_TASK DETAILS_
Down to the final line, write out the data below exactly.

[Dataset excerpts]
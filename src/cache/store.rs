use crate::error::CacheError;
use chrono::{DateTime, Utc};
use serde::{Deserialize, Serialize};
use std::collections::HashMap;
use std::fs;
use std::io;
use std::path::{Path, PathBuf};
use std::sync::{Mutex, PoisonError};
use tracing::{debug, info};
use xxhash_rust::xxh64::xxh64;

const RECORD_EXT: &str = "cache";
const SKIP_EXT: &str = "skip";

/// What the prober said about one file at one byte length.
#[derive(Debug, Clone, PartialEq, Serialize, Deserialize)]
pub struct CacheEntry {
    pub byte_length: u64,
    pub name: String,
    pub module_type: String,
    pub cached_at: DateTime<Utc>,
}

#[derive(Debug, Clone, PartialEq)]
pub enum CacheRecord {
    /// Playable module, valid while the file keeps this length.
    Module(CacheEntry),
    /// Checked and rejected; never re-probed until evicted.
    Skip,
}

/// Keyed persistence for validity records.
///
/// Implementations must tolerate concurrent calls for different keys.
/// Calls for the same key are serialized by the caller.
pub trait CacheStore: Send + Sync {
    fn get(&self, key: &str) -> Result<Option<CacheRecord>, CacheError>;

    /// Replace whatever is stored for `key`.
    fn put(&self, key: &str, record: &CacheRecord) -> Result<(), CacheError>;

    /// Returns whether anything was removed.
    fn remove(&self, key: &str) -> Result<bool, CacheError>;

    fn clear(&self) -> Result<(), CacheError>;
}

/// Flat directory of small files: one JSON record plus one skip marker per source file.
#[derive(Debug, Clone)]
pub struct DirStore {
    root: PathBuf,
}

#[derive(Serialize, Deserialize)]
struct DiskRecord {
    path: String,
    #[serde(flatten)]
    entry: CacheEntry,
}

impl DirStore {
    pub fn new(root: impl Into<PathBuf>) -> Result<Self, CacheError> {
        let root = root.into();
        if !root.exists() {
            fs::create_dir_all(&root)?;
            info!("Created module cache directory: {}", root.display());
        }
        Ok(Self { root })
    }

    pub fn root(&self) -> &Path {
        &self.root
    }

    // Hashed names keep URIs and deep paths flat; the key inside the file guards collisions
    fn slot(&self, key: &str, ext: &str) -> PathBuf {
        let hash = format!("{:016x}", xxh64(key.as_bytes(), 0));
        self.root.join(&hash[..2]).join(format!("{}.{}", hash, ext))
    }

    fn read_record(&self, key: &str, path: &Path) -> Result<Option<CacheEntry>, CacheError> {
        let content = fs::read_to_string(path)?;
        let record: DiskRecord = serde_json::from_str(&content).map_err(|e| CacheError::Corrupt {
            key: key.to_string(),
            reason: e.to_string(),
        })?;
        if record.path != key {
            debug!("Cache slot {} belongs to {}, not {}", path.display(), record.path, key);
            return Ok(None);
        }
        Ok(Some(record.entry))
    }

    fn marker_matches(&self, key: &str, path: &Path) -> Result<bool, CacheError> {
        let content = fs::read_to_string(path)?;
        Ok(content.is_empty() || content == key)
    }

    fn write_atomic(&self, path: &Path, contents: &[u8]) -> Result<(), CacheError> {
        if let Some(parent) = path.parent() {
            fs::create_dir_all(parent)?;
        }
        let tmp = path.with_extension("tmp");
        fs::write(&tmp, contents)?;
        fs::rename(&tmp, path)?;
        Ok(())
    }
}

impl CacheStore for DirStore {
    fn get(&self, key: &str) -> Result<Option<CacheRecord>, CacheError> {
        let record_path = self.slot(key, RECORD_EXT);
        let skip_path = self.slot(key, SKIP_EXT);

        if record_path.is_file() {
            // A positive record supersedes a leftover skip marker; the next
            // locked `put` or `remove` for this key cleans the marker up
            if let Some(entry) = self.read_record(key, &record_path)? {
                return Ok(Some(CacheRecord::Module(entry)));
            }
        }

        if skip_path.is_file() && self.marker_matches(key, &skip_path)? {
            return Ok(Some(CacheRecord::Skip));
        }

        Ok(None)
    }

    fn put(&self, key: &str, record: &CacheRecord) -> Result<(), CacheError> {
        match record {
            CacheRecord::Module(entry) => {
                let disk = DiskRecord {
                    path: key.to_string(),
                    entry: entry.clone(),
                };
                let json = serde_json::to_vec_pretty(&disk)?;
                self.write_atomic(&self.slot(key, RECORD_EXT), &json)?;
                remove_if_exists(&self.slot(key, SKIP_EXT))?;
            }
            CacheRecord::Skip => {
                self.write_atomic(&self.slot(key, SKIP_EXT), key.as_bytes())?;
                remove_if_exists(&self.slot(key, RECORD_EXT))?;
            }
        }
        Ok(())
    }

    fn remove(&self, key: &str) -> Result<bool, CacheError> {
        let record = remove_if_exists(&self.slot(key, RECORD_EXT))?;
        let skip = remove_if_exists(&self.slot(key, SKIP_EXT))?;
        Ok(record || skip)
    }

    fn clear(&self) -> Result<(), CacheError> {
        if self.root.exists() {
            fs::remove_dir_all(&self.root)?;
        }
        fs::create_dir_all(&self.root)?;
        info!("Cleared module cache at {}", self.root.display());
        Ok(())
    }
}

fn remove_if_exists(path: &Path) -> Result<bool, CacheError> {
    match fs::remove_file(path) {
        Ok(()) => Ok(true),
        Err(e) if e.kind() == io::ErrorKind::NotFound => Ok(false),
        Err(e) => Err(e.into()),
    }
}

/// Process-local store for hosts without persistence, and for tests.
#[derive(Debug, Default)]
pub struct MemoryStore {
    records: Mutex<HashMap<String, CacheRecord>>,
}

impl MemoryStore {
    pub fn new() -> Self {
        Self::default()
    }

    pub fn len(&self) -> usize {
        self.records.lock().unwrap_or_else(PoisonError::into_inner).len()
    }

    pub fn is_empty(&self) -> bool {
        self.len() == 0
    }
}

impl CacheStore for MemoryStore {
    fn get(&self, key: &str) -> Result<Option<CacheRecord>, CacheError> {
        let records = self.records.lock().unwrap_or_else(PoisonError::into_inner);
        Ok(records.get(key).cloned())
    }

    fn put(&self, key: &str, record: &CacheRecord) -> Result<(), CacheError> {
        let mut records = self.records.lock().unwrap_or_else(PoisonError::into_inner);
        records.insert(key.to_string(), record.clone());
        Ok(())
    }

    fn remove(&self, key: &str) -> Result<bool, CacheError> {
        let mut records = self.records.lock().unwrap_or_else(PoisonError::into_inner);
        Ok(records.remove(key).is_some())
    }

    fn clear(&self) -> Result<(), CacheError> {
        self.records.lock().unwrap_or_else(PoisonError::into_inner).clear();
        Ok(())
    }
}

_ANSWER BOX_
filename src/cache/store.rs
use crate::error::CacheError;
use chrono::{DateTime, Utc};
use serde::{Deserialize, Serialize};
use std::collections::HashMap;
use std::fs;
use std::io;
use std::path::{Path, PathBuf};
use std::sync::{Mutex, PoisonError};
use tracing::{debug, info};
use xxhash_rust::xxh64::xxh64;

const RECORD_EXT: &str = "cache";
const SKIP_EXT: &str = "skip";

/// What the prober said about one file at one byte length.
#[derive(Debug, Clone, PartialEq, Serialize, Deserialize)]
pub struct CacheEntry {
    pub byte_length: u64,
    pub name: String,
    pub module_type: String,
    pub cached_at: DateTime<Utc>,
}

#[derive(Debug, Clone, PartialEq)]
pub enum CacheRecord {
    /// Playable module, valid while the file keeps this length.
    Module(CacheEntry),
    /// Checked and rejected; never re-probed until evicted.
    Skip,
}

/// Keyed persistence for validity records.
///
/// Implementations must tolerate concurrent calls for different keys.
/// Calls for the same key are serialized by the caller.
pub trait CacheStore: Send + Sync {
    fn get(&self, key: &str) -> Result<Option<CacheRecord>, CacheError>;

    /// Replace whatever is stored for `key`.
    fn put(&self, key: &str, record: &CacheRecord) -> Result<(), CacheError>;

    /// Returns whether anything was removed.
    fn remove(&self, key: &str) -> Result<bool, CacheError>;

    fn clear(&self) -> Result<(), CacheError>;
}

/// Flat directory of small files: one JSON record plus one skip marker per source file.
#[derive(Debug, Clone)]
pub struct DirStore {
    root: PathBuf,
}

#[derive(Serialize, Deserialize)]
struct DiskRecord {
    path: String,
    #[serde(flatten)]
    entry: CacheEntry,
}

impl DirStore {
    pub fn new(root: impl Into<PathBuf>) -> Result<Self, CacheError> {
        let root = root.into();
        if !root.exists() {
            fs::create_dir_all(&root)?;
            info!("Created module cache directory: {}", root.display());
        }
        Ok(Self { root })
    }

    pub fn root(&self) -> &Path {
        &self.root
    }

    // Hashed names keep URIs and deep paths flat; the key inside the file guards collisions
    fn slot(&self, key: &str, ext: &str) -> PathBuf {
        let hash = format!("{:016x}", xxh64(key.as_bytes(), 0));
        self.root.join(&hash[..2]).join(format!("{}.{}", hash, ext))
    }

    fn read_record(&self, key: &str, path: &Path) -> Result<Option<CacheEntry>, CacheError> {
        let content = fs::read_to_string(path)?;
        let record: DiskRecord = serde_json::from_str(&content).map_err(|e| CacheError::Corrupt {
            key: key.to_string(),
            reason: e.to_string(),
        })?;
        if record.path != key {
            debug!("Cache slot {} belongs to {}, not {}", path.display(), record.path, key);
            return Ok(None);
        }
        Ok(Some(record.entry))
    }

    fn marker_matches(&self, key: &str, path: &Path) -> Result<bool, CacheError> {
        let content = fs::read_to_string(path)?;
        Ok(content.is_empty() || content == key)
    }

    fn write_atomic(&self, path: &Path, contents: &[u8]) -> Result<(), CacheError> {
        if let Some(parent) = path.parent() {
            fs::create_dir_all(parent)?;
        }
        let tmp = path.with_extension("tmp");
        fs::write(&tmp, contents)?;
        fs::rename(&tmp, path)?;
        Ok(())
    }
}

impl CacheStore for DirStore {
    fn get(&self, key: &str) -> Result<Option<CacheRecord>, CacheError> {
        let record_path = self.slot(key, RECORD_EXT);
        let skip_path = self.slot(key, SKIP_EXT);

        if record_path.is_file() {
            // A positive record supersedes a leftover skip marker; the next
            // locked `put` or `remove` for this key cleans the marker up
            if let Some(entry) = self.read_record(key, &record_path)? {
                return Ok(Some(CacheRecord::Module(entry)));
            }
        }

        if skip_path.is_file() && self.marker_matches(key, &skip_path)? {
            return Ok(Some(CacheRecord::Skip));
        }

        Ok(None)
    }

    fn put(&self, key: &str, record: &CacheRecord) -> Result<(), CacheError> {
        match record {
            CacheRecord::Module(entry) => {
                let disk = DiskRecord {
                    path: key.to_string(),
                    entry: entry.clone(),
                };
                let json = serde_json::to_vec_pretty(&disk)?;
                self.write_atomic(&self.slot(key, RECORD_EXT), &json)?;
                remove_if_exists(&self.slot(key, SKIP_EXT))?;
            }
            CacheRecord::Skip => {
                self.write_atomic(&self.slot(key, SKIP_EXT), key.as_bytes())?;
                remove_if_exists(&self.slot(key, RECORD_EXT))?;
            }
        }
        Ok(())
    }

    fn remove(&self, key: &str) -> Result<bool, CacheError> {
        let record = remove_if_exists(&self.slot(key, RECORD_EXT))?;
        let skip = remove_if_exists(&self.slot(key, SKIP_EXT))?;
        Ok(record || skip)
    }

    fn clear(&self) -> Result<(), CacheError> {
        if self.root.exists() {
            fs::remove_dir_all(&self.root)?;
        }
        fs::create_dir_all(&self.root)?;
        info!("Cleared module cache at {}", self.root.display());
        Ok(())
    }
}

fn remove_if_exists(path: &Path) -> Result<bool, CacheError> {
    match fs::remove_file(path) {
        Ok(()) => Ok(true),
        Err(e) if e.kind() == io::ErrorKind::NotFound => Ok(false),
        Err(e) => Err(e.into()),
    }
}

/// Process-local store for hosts without persistence, and for tests.
#[derive(Debug, Default)]
pub struct MemoryStore {
    records: Mutex<HashMap<String, CacheRecord>>,
}

impl MemoryStore {
    pub fn new() -> Self {
        Self::default()
    }

    pub fn len(&self) -> usize {
        self.records.lock().unwrap_or_else(PoisonError::into_inner).len()
    }

    pub fn is_empty(&self) -> bool {
        self.len() == 0
    }
}

impl CacheStore for MemoryStore {
    fn get(&self, key: &str) -> Result<Option<CacheRecord>, CacheError> {
        let records = self.records.lock().unwrap_or_else(PoisonError::into_inner);
        Ok(records.get(key).cloned())
    }

    fn put(&self, key: &str, record: &CacheRecord) -> Result<(), CacheError> {
        let mut records = self.records.lock().unwrap_or_else(PoisonError::into_inner);
        records.insert(key.to_string(), record.clone());
        Ok(())
    }

    fn remove(&self, key: &str) -> Result<bool, CacheError> {
        let mut records = self.records.lock().unwrap_or_else(PoisonError::into_inner);
        Ok(records.remove(key).is_some())
    }

    fn clear(&self) -> Result<(), CacheError> {
        self.records.lock().unwrap_or_else(PoisonError::into_inner).clear();
        Ok(())
    }
}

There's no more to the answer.